Ce mois-ci marque le 40e anniversaire de la normalisation des relations diplomatiques entre la Chine et les États-Unis et le début de la « réforme et de l’ouverture » de la Chine. À la fin des années 1970, la Chine émergeait encore de l’ombre de la Révolution culturelle de Mao Zedong, qui avait balayé la plupart des institutions sociales et politiques du pays et mis à genoux son économie sous-développée.

La Chine a fait des progrès remarquables depuis lors ; La Chine d’aujourd’hui n’a presque aucune ressemblance avec la Chine de cette époque. Mais l’expérience de la Révolution culturelle – une période chaotique et brutale de bouleversements sociaux – est encore fraîche dans la mémoire de ceux qui l’ont vécue, y compris moi-même et de nombreux membres de la classe dirigeante chinoise contemporaine. Même si la plupart d’entre eux en parlent rarement publiquement, la Révolution culturelle a eu un impact déterminant sur nombre de ceux qui dirigent aujourd’hui la Chine et les plus grandes entreprises du pays.
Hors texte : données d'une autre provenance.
//! Example CLI greeting each name given on the command line.
//!
//! ```text
//! greet -sc 2 --pause=250ms Ada Grace
//! ```

use std::io::{self, Write};
use std::thread;
use std::time::Duration;

use ortho_flags::{ErrorHandling, FlagError, FlagSet};

/// Settings bound to the command's flags.
#[derive(Debug, Default)]
struct Options {
    greeting: String,
    count: u32,
    shout: bool,
    pause: Duration,
    version: bool,
}

fn configure<'a>(flags: &mut FlagSet<'a>, options: &'a mut Options) -> Result<(), FlagError> {
    flags.string_var(
        &mut options.greeting,
        "greeting",
        Some('g'),
        "Hello",
        "`word` to greet with",
    )?;
    flags.int_var(&mut options.count, "count", Some('c'), 1, "times to greet each name")?;
    flags.bool_var(&mut options.shout, "shout", Some('s'), false, "greet in capitals")?;
    flags.duration_var(
        &mut options.pause,
        "pause",
        None,
        Duration::ZERO,
        "wait between greetings",
    )?;
    flags.version_var(
        &mut options.version,
        "version",
        Some('V'),
        env!("CARGO_PKG_VERSION"),
        "print the version and exit",
    )
}

fn render(options: &Options, names: &[String]) -> Vec<String> {
    let default_name = [String::from("world")];
    let targets = if names.is_empty() {
        default_name.as_slice()
    } else {
        names
    };
    targets
        .iter()
        .flat_map(|name| {
            let greeting = format!("{}, {name}!", options.greeting);
            let line = if options.shout {
                greeting.to_uppercase()
            } else {
                greeting
            };
            std::iter::repeat_n(line, usize::try_from(options.count).unwrap_or(usize::MAX))
        })
        .collect()
}

/// Parse `arguments`, then greet on `stdout`.
///
/// Help and version requests are shown on `diagnostics` and end the run
/// successfully.
fn run(
    arguments: Vec<String>,
    diagnostics: Box<dyn Write>,
    stdout: &mut dyn Write,
) -> Result<(), String> {
    let mut options = Options::default();
    let mut flags = FlagSet::new("greet", ErrorHandling::ContinueOnError, false);
    flags.set_output(diagnostics);
    configure(&mut flags, &mut options).map_err(|e| e.to_string())?;
    match flags.parse(arguments) {
        Ok(()) => {}
        Err(err) if err.is_display_request() => return Ok(()),
        Err(err) => return Err(err.to_string()),
    }
    let names = flags.args().to_vec();
    drop(flags);

    for (index, line) in render(&options, &names).iter().enumerate() {
        if index > 0 && !options.pause.is_zero() {
            thread::sleep(options.pause);
        }
        write_line(stdout, line)?;
    }
    Ok(())
}

fn main() -> Result<(), String> {
    let arguments = std::env::args().skip(1).collect();
    with_locked_stdout(|stdout| run(arguments, Box::new(io::stderr()), stdout))
}

fn with_locked_stdout<F>(emit: F) -> Result<(), String>
where
    F: FnOnce(&mut dyn Write) -> Result<(), String>,
{
    let mut stdout = io::stdout().lock();
    emit(&mut stdout)
}

fn write_line(writer: &mut dyn Write, message: &str) -> Result<(), String> {
    writer
        .write_all(message.as_bytes())
        .map_err(|err| err.to_string())?;
    writer.write_all(b"\n").map_err(|err| err.to_string())
}
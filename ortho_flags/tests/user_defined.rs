//! Caller-defined value types and change callbacks.

use std::cell::RefCell;
use std::fmt;

use anyhow::{Result, ensure};
use ortho_flags::{BoolFlag, ErrorHandling, FlagError, FlagSet, Value, ValueError};

/// Collects every occurrence instead of overwriting.
#[derive(Default)]
struct List(Vec<String>);

impl fmt::Display for List {
    fn fmt(&self, f: &mut fmt::Formatter<'_>) -> fmt::Result {
        write!(f, "[{}]", self.0.join(" "))
    }
}

impl Value for List {
    fn set(&mut self, text: &str) -> Result<(), ValueError> {
        self.0.push(text.to_owned());
        Ok(())
    }
}

#[test]
fn list_value_accumulates_every_form() -> Result<()> {
    let mut list = List::default();
    let mut flags = FlagSet::new("test", ErrorHandling::ContinueOnError, true);
    flags.var(&mut list, "v", Some('v'), "usage")?;
    flags.parse(["--v", "1", "--v=2", "-v", "3", "-v=4"])?;
    drop(flags);
    ensure!(list.0.len() == 4, "expected 4 values, got {}", list.0.len());
    ensure!(list.to_string() == "[1 2 3 4]", "rendered {list}");
    Ok(())
}

/// Switches on by presence for its first four uses, then wants a value.
#[derive(Default)]
struct Counter {
    count: u32,
}

impl fmt::Display for Counter {
    fn fmt(&self, f: &mut fmt::Formatter<'_>) -> fmt::Result {
        write!(f, "{}", self.count)
    }
}

impl Value for Counter {
    fn set(&mut self, text: &str) -> Result<(), ValueError> {
        if text == "true" {
            self.count += 1;
        }
        Ok(())
    }

    fn as_bool_flag(&self) -> Option<&dyn BoolFlag> {
        Some(self)
    }
}

impl BoolFlag for Counter {
    fn is_bool_flag(&self) -> bool {
        self.count < 4
    }
}

#[test]
fn bool_capability_is_asked_on_every_occurrence() -> Result<()> {
    let mut counter = Counter::default();
    let mut flags = FlagSet::new("test", ErrorHandling::ContinueOnError, true);
    flags.var(&mut counter, "bool", Some('b'), "usage")?;
    let outcome = flags.parse([
        "--bool", "-b", "-b", "--bool=true", "-b=false", "--bool", "barg", "-b",
    ]);
    ensure!(
        matches!(&outcome, Err(FlagError::MissingArgument { name }) if name == "bool"),
        "unexpected outcome {outcome:?}"
    );
    ensure!(flags.n_args() == 0, "barg left as positional: {:?}", flags.args());
    drop(flags);
    ensure!(counter.count == 4, "count = {}", counter.count);
    Ok(())
}

/// Accepts `scheme://host` and nothing else.
#[derive(Default)]
struct Endpoint {
    scheme: String,
    host: String,
}

impl fmt::Display for Endpoint {
    fn fmt(&self, f: &mut fmt::Formatter<'_>) -> fmt::Result {
        if self.host.is_empty() {
            return Ok(());
        }
        write!(f, "{}://{}", self.scheme, self.host)
    }
}

impl Value for Endpoint {
    fn set(&mut self, text: &str) -> Result<(), ValueError> {
        let (scheme, host) = text
            .split_once("://")
            .filter(|(scheme, host)| !scheme.is_empty() && !host.is_empty())
            .ok_or_else(|| ValueError::custom(format!("{text:?} is not scheme://host")))?;
        scheme.clone_into(&mut self.scheme);
        host.clone_into(&mut self.host);
        Ok(())
    }

    fn type_name(&self) -> &'static str {
        "url"
    }
}

#[test]
fn custom_value_errors_carry_their_message() -> Result<()> {
    let mut endpoint = Endpoint::default();
    let mut flags = FlagSet::new("client", ErrorHandling::ContinueOnError, false);
    flags.var(&mut endpoint, "endpoint", Some('e'), "server to call")?;
    ensure!(
        flags.defaults().contains("--endpoint url"),
        "defaults {:?}",
        flags.defaults()
    );

    let err = flags.parse(["-e", "localhost"]);
    ensure!(
        matches!(
            &err,
            Err(FlagError::InvalidValue { source: ValueError::Custom(_), .. })
        ),
        "{err:?}"
    );
    let text = err.map_or_else(|e| e.to_string(), |()| String::new());
    ensure!(text.contains("is not scheme://host"), "message {text:?}");

    flags.parse(["--endpoint=https://example.com"])?;
    drop(flags);
    ensure!(
        endpoint.scheme == "https" && endpoint.host == "example.com",
        "endpoint = {endpoint}"
    );
    Ok(())
}

#[test]
fn callbacks_see_each_accepted_value() -> Result<()> {
    let changes = RefCell::new(Vec::new());
    let mut level = 0_u8;
    let mut name = String::new();
    let mut flags = FlagSet::new("", ErrorHandling::ContinueOnError, false);
    flags.var_with_callback(
        ortho_flags::value::IntValue::new(&mut level, 1),
        "level",
        Some('l'),
        "verbosity",
        |value: &dyn Value| changes.borrow_mut().push(format!("level={value}")),
    )?;
    flags.string_var(&mut name, "name", None, "", "")?;
    flags.on_change("name", |value: &dyn Value| {
        changes.borrow_mut().push(format!("name={value}"));
    })?;

    let outcome = flags.parse(["-l", "2", "--name", "x", "--level=300", "-l3"]);
    ensure!(outcome.is_err(), "300 fits in u8?");
    flags.set("level", "4")?;
    drop(flags);

    ensure!(
        *changes.borrow() == ["level=2", "name=x", "level=4"],
        "changes {:?}",
        changes.borrow()
    );
    ensure!(level == 4, "level = {level}");
    Ok(())
}

#[test]
fn on_change_requires_a_defined_flag() -> Result<()> {
    let mut flags = FlagSet::new("", ErrorHandling::ContinueOnError, false);
    let outcome = flags.on_change("ghost", |_: &dyn Value| {});
    ensure!(
        matches!(&outcome, Err(FlagError::Undefined { flag }) if flag == "--ghost"),
        "{outcome:?}"
    );
    Ok(())
}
Deux écoles de pensée sur la manière de gouverner la Chine et de gérer son économie ont émergé au lendemain de la Révolution culturelle. Certains hauts dirigeants de partis étaient favorables à une libéralisation politique limitée et à des réformes favorables au marché. D’autres ont insisté sur la suppression de la dissidence et sur un soutien inébranlable aux politiques étatistes de la vieille école. Ce débat ébranle toujours la Chine et constitue le prisme principal à travers lequel la plupart des observateurs étrangers perçoivent la politique chinoise. Mais les étrangers ne parviennent parfois pas à comprendre comment le débat lui-même a été façonné par l’expérience partagée de la Révolution culturelle par les participants. Vivre le désordre social a profondément marqué de nombreuses élites chinoises. Cela les a conduits à une grande variété de conclusions sur le type de société que devrait être la Chine. Mais pour comprendre leur pensée et leurs visions concurrentes, il est utile d’avoir une idée de ce qu’était la vie en ces temps sombres et intenses. Ma propre expérience était assez typique.

L’école est finie

C’était au début de l’été 1966, dans la banlieue ouest de Pékin. J’avais 12 ans et je me préparais à terminer mes études primaires. Tout au long des journées torrides, les cigales chantaient leurs chants implacables. J’ai passé l’après-midi à étudier pour mes examens finaux.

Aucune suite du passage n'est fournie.